Up to and including the line with "hashing or transport", restate the records below word for word, beginning with their first line.
MATERIAL TO PROCESS Start Marker
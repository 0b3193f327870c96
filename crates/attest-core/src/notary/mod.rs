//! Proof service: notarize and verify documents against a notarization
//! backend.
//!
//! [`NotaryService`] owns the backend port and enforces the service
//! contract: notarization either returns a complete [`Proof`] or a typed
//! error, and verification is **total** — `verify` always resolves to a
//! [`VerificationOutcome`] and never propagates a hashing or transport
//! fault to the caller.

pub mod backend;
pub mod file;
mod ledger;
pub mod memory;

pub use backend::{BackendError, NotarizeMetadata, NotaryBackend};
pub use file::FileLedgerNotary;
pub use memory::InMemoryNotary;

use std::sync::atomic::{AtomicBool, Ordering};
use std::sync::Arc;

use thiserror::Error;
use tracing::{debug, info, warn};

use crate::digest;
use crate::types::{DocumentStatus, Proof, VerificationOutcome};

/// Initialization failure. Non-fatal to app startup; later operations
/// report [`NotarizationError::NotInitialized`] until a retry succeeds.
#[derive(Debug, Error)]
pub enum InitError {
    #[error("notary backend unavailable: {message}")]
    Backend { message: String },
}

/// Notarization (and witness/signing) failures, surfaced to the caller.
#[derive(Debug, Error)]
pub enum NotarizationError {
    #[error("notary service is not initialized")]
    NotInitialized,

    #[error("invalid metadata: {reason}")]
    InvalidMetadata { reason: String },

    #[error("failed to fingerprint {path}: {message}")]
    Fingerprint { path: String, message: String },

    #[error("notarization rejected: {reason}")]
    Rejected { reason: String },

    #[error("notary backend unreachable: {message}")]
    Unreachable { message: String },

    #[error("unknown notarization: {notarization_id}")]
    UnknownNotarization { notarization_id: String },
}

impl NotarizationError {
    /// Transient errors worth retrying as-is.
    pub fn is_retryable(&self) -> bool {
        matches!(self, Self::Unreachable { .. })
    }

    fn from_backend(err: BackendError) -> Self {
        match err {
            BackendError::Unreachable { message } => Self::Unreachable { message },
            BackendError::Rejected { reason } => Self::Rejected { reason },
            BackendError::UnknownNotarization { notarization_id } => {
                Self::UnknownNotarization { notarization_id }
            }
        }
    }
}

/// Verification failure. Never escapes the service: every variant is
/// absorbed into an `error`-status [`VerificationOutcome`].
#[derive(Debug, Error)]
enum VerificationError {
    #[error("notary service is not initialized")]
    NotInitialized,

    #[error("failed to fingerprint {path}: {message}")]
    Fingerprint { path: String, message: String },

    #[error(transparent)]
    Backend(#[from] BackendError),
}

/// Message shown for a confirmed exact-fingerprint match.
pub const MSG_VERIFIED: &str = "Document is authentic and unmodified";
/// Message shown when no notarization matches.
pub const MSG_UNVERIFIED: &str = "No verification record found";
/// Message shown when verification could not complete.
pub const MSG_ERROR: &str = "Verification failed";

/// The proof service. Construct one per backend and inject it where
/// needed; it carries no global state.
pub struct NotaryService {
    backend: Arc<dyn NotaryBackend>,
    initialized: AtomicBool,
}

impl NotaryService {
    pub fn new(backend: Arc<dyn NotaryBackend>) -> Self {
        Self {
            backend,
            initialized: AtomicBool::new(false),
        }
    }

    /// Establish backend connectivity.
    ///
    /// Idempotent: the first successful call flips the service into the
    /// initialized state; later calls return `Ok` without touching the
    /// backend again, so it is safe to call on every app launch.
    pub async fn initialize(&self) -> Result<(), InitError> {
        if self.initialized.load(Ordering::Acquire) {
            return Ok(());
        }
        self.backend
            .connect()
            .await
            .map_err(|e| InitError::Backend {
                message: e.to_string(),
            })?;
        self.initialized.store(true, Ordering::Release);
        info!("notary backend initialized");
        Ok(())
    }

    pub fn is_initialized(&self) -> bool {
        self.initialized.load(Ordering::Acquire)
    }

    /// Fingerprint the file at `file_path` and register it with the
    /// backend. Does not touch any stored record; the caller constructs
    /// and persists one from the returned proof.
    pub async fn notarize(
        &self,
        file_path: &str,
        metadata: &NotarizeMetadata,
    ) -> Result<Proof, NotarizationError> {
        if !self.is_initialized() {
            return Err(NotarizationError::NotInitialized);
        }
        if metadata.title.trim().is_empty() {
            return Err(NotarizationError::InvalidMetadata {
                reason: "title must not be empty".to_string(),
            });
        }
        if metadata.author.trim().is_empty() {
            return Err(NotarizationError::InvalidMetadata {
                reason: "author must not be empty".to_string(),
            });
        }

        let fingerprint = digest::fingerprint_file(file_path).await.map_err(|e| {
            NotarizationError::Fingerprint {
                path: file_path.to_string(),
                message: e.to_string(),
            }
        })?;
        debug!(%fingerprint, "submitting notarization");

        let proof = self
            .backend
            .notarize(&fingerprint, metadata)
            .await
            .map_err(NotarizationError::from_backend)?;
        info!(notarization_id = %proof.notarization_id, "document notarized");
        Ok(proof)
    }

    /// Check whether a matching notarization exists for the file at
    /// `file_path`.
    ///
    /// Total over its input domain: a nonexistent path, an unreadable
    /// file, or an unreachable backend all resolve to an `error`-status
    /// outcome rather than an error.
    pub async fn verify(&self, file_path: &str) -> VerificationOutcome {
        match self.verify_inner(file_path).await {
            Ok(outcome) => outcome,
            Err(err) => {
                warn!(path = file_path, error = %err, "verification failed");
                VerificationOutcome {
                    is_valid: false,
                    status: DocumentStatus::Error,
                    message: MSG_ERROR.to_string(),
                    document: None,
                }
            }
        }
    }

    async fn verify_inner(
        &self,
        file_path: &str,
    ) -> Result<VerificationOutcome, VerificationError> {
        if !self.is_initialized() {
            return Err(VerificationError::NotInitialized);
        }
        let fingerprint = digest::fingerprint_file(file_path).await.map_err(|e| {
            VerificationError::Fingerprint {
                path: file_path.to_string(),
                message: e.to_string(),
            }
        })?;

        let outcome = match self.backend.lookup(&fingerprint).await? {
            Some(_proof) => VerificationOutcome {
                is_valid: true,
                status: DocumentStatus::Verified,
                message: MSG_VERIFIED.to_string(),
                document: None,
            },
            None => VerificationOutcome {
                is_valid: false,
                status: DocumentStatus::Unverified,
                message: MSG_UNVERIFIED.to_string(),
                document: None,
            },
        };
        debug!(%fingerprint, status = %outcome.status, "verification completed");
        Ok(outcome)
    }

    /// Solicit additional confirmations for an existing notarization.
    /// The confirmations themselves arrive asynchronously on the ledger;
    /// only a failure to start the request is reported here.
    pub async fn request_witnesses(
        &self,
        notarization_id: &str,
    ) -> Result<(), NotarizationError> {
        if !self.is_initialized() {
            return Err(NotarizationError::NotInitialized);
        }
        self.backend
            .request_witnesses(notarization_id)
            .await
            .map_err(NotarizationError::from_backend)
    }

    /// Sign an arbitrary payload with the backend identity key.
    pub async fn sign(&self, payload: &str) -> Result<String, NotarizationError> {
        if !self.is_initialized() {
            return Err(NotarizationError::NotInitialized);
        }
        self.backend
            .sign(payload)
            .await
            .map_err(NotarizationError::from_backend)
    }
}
MATERIAL TO PROCESS End Marker
◆ EXERCISE RESPONSE
repository 0b3193f327870c96
filename crates/attest-core/src/notary/mod.rs
//! Proof service: notarize and verify documents against a notarization
//! backend.
//!
//! [`NotaryService`] owns the backend port and enforces the service
//! contract: notarization either returns a complete [`Proof`] or a typed
//! error, and verification is **total** — `verify` always resolves to a
//! [`VerificationOutcome`] and never propagates a hashing or transport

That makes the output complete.